About Peter Braam

I act as a thinking partner for novel technical and research efforts, I lecture, and I do research.

Often I work with others on the analysis, documentation, and prototyping of strategic approaches and provide assistance with the creation of a sofware and systems architecture, both for academic and commercial projects. As a thought leader I always enjoy understanding and explaining current and past thinking. I have been employed in senior technical executive positions to perform similar work.

My work is in the area of systems software, data-intensive computing, and machine learning applied to the sciences.
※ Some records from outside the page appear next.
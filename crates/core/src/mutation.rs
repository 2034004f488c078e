// SPDX-License-Identifier: MIT
// Copyright (c) 2026 Alfred Jean LLC

//! Queued mutations awaiting confirmation by the remote store.
//!
//! Every local change that could not be confirmed immediately becomes a
//! [`QueueEntry`]: the kind of mutation, a snapshot of the record it targets,
//! when it was queued, and how many flush rounds it has failed.

use chrono::{DateTime, Utc};
use serde::{Deserialize, Serialize};
use std::fmt;
use std::str::FromStr;

use crate::error::{Error, Result};
use crate::record::Record;

/// The kind of mutation a queue entry replays.
#[derive(Debug, Clone, Copy, PartialEq, Eq, Hash, Serialize, Deserialize)]
#[serde(rename_all = "snake_case")]
pub enum MutationKind {
    Create,
    Update,
    Delete,
}

impl MutationKind {
    /// Returns the string representation used in storage and display.
    pub fn as_str(&self) -> &'static str {
        match self {
            MutationKind::Create => "create",
            MutationKind::Update => "update",
            MutationKind::Delete => "delete",
        }
    }

    /// Returns true if the mutation needs its target to still exist locally.
    pub fn targets_existing(&self) -> bool {
        matches!(self, MutationKind::Update | MutationKind::Delete)
    }
}

impl fmt::Display for MutationKind {
    fn fmt(&self, f: &mut fmt::Formatter<'_>) -> fmt::Result {
        write!(f, "{}", self.as_str())
    }
}

impl FromStr for MutationKind {
    type Err = Error;

    fn from_str(s: &str) -> Result<Self> {
        match s.to_lowercase().as_str() {
            "create" => Ok(MutationKind::Create),
            "update" => Ok(MutationKind::Update),
            "delete" => Ok(MutationKind::Delete),
            _ => Err(Error::InvalidOperation(s.to_string())),
        }
    }
}

/// A pending mutation in the offline queue.
#[derive(Debug, Clone, PartialEq, Eq, Serialize, Deserialize)]
#[serde(rename_all = "camelCase")]
pub struct QueueEntry {
    #[serde(rename = "type")]
    pub operation: MutationKind,
    /// Snapshot of the record at the time the mutation was queued.
    pub record: Record,
    pub enqueued_at: DateTime<Utc>,
    /// Failed flush rounds this entry has survived.
    #[serde(default)]
    pub retry_count: u32,
}

impl QueueEntry {
    /// Creates a fresh entry with a zero retry count.
    pub fn new(operation: MutationKind, record: Record, enqueued_at: DateTime<Utc>) -> Self {
        QueueEntry { operation, record, enqueued_at, retry_count: 0 }
    }

    /// Returns the id of the record this entry targets.
    pub fn record_id(&self) -> &str {
        &self.record.id
    }
}

#[cfg(test)]
#[path = "mutation_tests.rs"]
mod tests;
// SPDX-License-Identifier: MIT
// Copyright (c) 2026 Alfred Jean LLC

//! tally-core: Shared library for the tally sync engine
//!
//! This crate provides the record model, queued mutation types, pushed change
//! events, and the conflict resolver used by tally-sync.

pub mod clock;
pub mod error;
pub mod event;
pub mod mutation;
pub mod record;
pub mod resolve;

pub use clock::{ClockSource, SystemClock};
pub use error::{Error, Result};
pub use event::{ChangeEvent, ChangeKind};
pub use mutation::{MutationKind, QueueEntry};
pub use record::{Priority, Record, RecordPatch};
pub use resolve::{LastWriteWins, Resolve};
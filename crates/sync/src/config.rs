// SPDX-License-Identifier: MIT
// Copyright (c) 2026 Alfred Jean LLC

//! Sync engine configuration.
//!
//! Configuration is stored in `config.toml` and includes:
//! - `settle_delay_ms`: debounce between reconnecting and auto-syncing
//! - `max_retries`: failed flush rounds a queued mutation survives
//! - `auto_sync`: whether reconnecting triggers a sync at all
//! - `cache_path`: optional location of the persisted state blob

use serde::{Deserialize, Serialize};
use std::fs;
use std::path::{Path, PathBuf};
use std::time::Duration;

use crate::env;
use crate::error::{Result, SyncError};
use crate::queue::DEFAULT_RETRY_CEILING;

const CONFIG_FILE_NAME: &str = "config.toml";
const CACHE_FILE_NAME: &str = "cache.json";
const APP_DIR_NAME: &str = "tally";

/// Engine configuration stored in `config.toml`.
#[derive(Debug, Clone, PartialEq, Eq, Serialize, Deserialize)]
pub struct SyncConfig {
    /// Delay between an offline→online transition and the automatic sync.
    #[serde(default = "default_settle_delay_ms")]
    pub settle_delay_ms: u64,
    /// Failed flush rounds an entry survives before it is dropped (default: 3).
    #[serde(default = "default_max_retries")]
    pub max_retries: u32,
    /// Initial value of the auto-sync toggle when no state was persisted.
    #[serde(default = "default_auto_sync")]
    pub auto_sync: bool,
    /// Cache file location (absolute, or relative to the config directory).
    #[serde(default, skip_serializing_if = "Option::is_none")]
    pub cache_path: Option<String>,
}

fn default_settle_delay_ms() -> u64 {
    1_000
}

fn default_max_retries() -> u32 {
    DEFAULT_RETRY_CEILING
}

fn default_auto_sync() -> bool {
    true
}

impl Default for SyncConfig {
    fn default() -> Self {
        SyncConfig {
            settle_delay_ms: default_settle_delay_ms(),
            max_retries: default_max_retries(),
            auto_sync: default_auto_sync(),
            cache_path: None,
        }
    }
}

impl SyncConfig {
    /// Loads configuration from `config.toml` in the given directory.
    ///
    /// A `TALLY_AUTO_SYNC` environment value overrides the file.
    pub fn load(dir: &Path) -> Result<Self> {
        let config_path = dir.join(CONFIG_FILE_NAME);
        let content = fs::read_to_string(&config_path)
            .map_err(|e| SyncError::Config(format!("failed to read config: {}", e)))?;
        let mut config = Self::parse(&content)?;
        if let Some(auto_sync) = env::auto_sync() {
            config.auto_sync = auto_sync;
        }
        Ok(config)
    }

    /// Loads configuration, falling back to defaults if the file is missing.
    pub fn load_or_default(dir: &Path) -> Result<Self> {
        if dir.join(CONFIG_FILE_NAME).exists() {
            Self::load(dir)
        } else {
            Ok(Self::default())
        }
    }

    /// Parses configuration from TOML text.
    pub fn parse(content: &str) -> Result<Self> {
        let config: SyncConfig = toml::from_str(content)
            .map_err(|e| SyncError::Config(format!("failed to parse config: {}", e)))?;
        config.validate()?;
        Ok(config)
    }

    /// Saves configuration to `config.toml` in the given directory.
    pub fn save(&self, dir: &Path) -> Result<()> {
        let config_path = dir.join(CONFIG_FILE_NAME);
        let content = toml::to_string_pretty(self)
            .map_err(|e| SyncError::Config(format!("failed to serialize config: {}", e)))?;
        fs::create_dir_all(dir)?;
        fs::write(&config_path, content)?;
        Ok(())
    }

    /// Checks value ranges.
    pub fn validate(&self) -> Result<()> {
        if self.settle_delay_ms > 60_000 {
            return Err(SyncError::Config(format!(
                "settle_delay_ms must be at most 60000, got {}",
                self.settle_delay_ms
            )));
        }
        Ok(())
    }

    /// The settle delay as a [`Duration`].
    pub fn settle_delay(&self) -> Duration {
        Duration::from_millis(self.settle_delay_ms)
    }

    /// Resolves the cache file path.
    ///
    /// An explicit `cache_path` wins (relative paths resolve against
    /// `config_dir`). Otherwise the file lives in [`state_dir`].
    pub fn cache_path(&self, config_dir: &Path) -> PathBuf {
        match &self.cache_path {
            Some(path) => {
                let path = Path::new(path);
                if path.is_absolute() {
                    path.to_path_buf()
                } else {
                    config_dir.join(path)
                }
            }
            None => state_dir().join(CACHE_FILE_NAME),
        }
    }
}

/// Directory for persisted engine state.
///
/// Resolution order:
/// 1. `TALLY_STATE_DIR`
/// 2. `$XDG_STATE_HOME/tally`
/// 3. Platform state dir (`~/.local/state/tally` on Linux), else the
///    platform data dir, else `./.tally`
pub fn state_dir() -> PathBuf {
    resolve_state_dir(env::state_dir(), env::xdg_state_home())
}

pub(crate) fn resolve_state_dir(
    explicit: Option<PathBuf>,
    xdg_state_home: Option<PathBuf>,
) -> PathBuf {
    if let Some(dir) = explicit {
        return dir;
    }
    if let Some(xdg) = xdg_state_home {
        return xdg.join(APP_DIR_NAME);
    }
    dirs::state_dir()
        .or_else(dirs::data_local_dir)
        .map(|d| d.join(APP_DIR_NAME))
        .unwrap_or_else(|| PathBuf::from(".tally"))
}

#[cfg(test)]
#[path = "config_tests.rs"]
mod tests;
// SPDX-License-Identifier: MIT
// Copyright (c) 2026 Alfred Jean LLC

//! tally-sync - Offline-first synchronization for tally task lists.
//!
//! Local edits apply immediately and survive restarts. The engine pushes
//! them to a remote store when it can and queues them when it cannot, then
//! reconciles everything on reconnect.
//!
//! # Main Components
//!
//! - [`SyncEngine`] - Owns local records, the offline queue and sync metadata
//! - [`NetworkMonitor`] - Connectivity flag with transition listeners
//! - [`MutationQueue`] - Ordered pending mutations with a retry ceiling
//! - [`RemoteStore`] / [`LocalCache`] - Seams to the backend and to disk
//! - [`SyncConfig`] - `config.toml` settings
//! - [`SyncError`] - Error types for all operations
//!
//! # Architecture
//!
//! ```text
//!  user edit ──► SyncEngine ──► LocalCache (write-through)
//!                    │
//!          online? ──┼── yes ──► RemoteStore::create/update/delete
//!                    │
//!                    └── no ───► MutationQueue
//!
//!  NetworkMonitor: offline ──► online
//!                    │ settle delay
//!                    ▼
//!          process_sync_queue ──► batch_apply ──► sync_todos
//!
//!  RemoteStore change feed ──► realtime::apply ──► local records
//! ```
//!
//! # Usage
//!
//! ```rust,ignore
//! use std::sync::Arc;
//! use tally_sync::{FileCache, NetworkMonitor, SyncConfig, SyncEngine};
//!
//! let config = SyncConfig::load_or_default(&dir)?;
//! let cache = FileCache::new(config.cache_path(&dir));
//! let monitor = NetworkMonitor::new(true);
//! let engine = Arc::new(SyncEngine::new(remote, cache, monitor.clone(), config)?);
//! engine.start()?;
//!
//! engine.add_todo("Buy milk", Priority::Medium).await;
//! monitor.set_online(false);
//! ```

pub mod cache;
pub mod config;
pub mod engine;
pub mod env;
pub mod error;
pub mod network;
pub mod queue;
pub mod realtime;
pub mod remote;

pub use cache::{FileCache, LocalCache, MemoryCache, PersistedState};
pub use config::SyncConfig;
pub use engine::{SyncEngine, SyncMetadata};
pub use error::{Result, SyncError};
pub use network::{NetworkMonitor, NetworkStatus, Subscription};
pub use queue::MutationQueue;
pub use realtime::ChangeOutcome;
pub use remote::{RemoteError, RemoteFuture, RemoteResult, RemoteStore};

#[cfg(test)]
mod test_helpers;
I utilize the interplay of novel hardware, distributed algorithms, and other software architecture to bring scalability and performance to solutions and eliminate complexity. In the area of machine learning, I work on understanding ML as a scientific method for physical sciences, for example, can ML be an alternative to scientific simulation, and what mathematics and physics relates to the interpretabilty of ML models?

I pursued an academic career until my mid thirties, and was described as a “see-er” more than a “do-er”. Being one of Sir Michael Atiyah’s last graduate students, my research focused on areas of gauge theory, topology and geometry. I remained in Oxford as a tenured faculty member until 1997.

My computing activities started in Oxford, and took me to Carnegie Mellon University in 1996 to work on distributed storage systems. After some years at CMU, I began to focus on my successful startup companies in this area, which led to being a senior executive in bigger companies after acquisitions. I created the Lustre file system, a widely used storage product for scientific computing, and other systems which were acquired or productized.

In 2013 I returned to research projects, primarily working with Cambridge University on the design of computing for the SKA radio telescope. I developed a deeper interest in programming languages. Since 2019, I have been a Visiting Professor in the Department of Physics at Oxford University, and a Visiting Scientist in the Center of Computational Astrophysics at the Flatiron Institute in New York.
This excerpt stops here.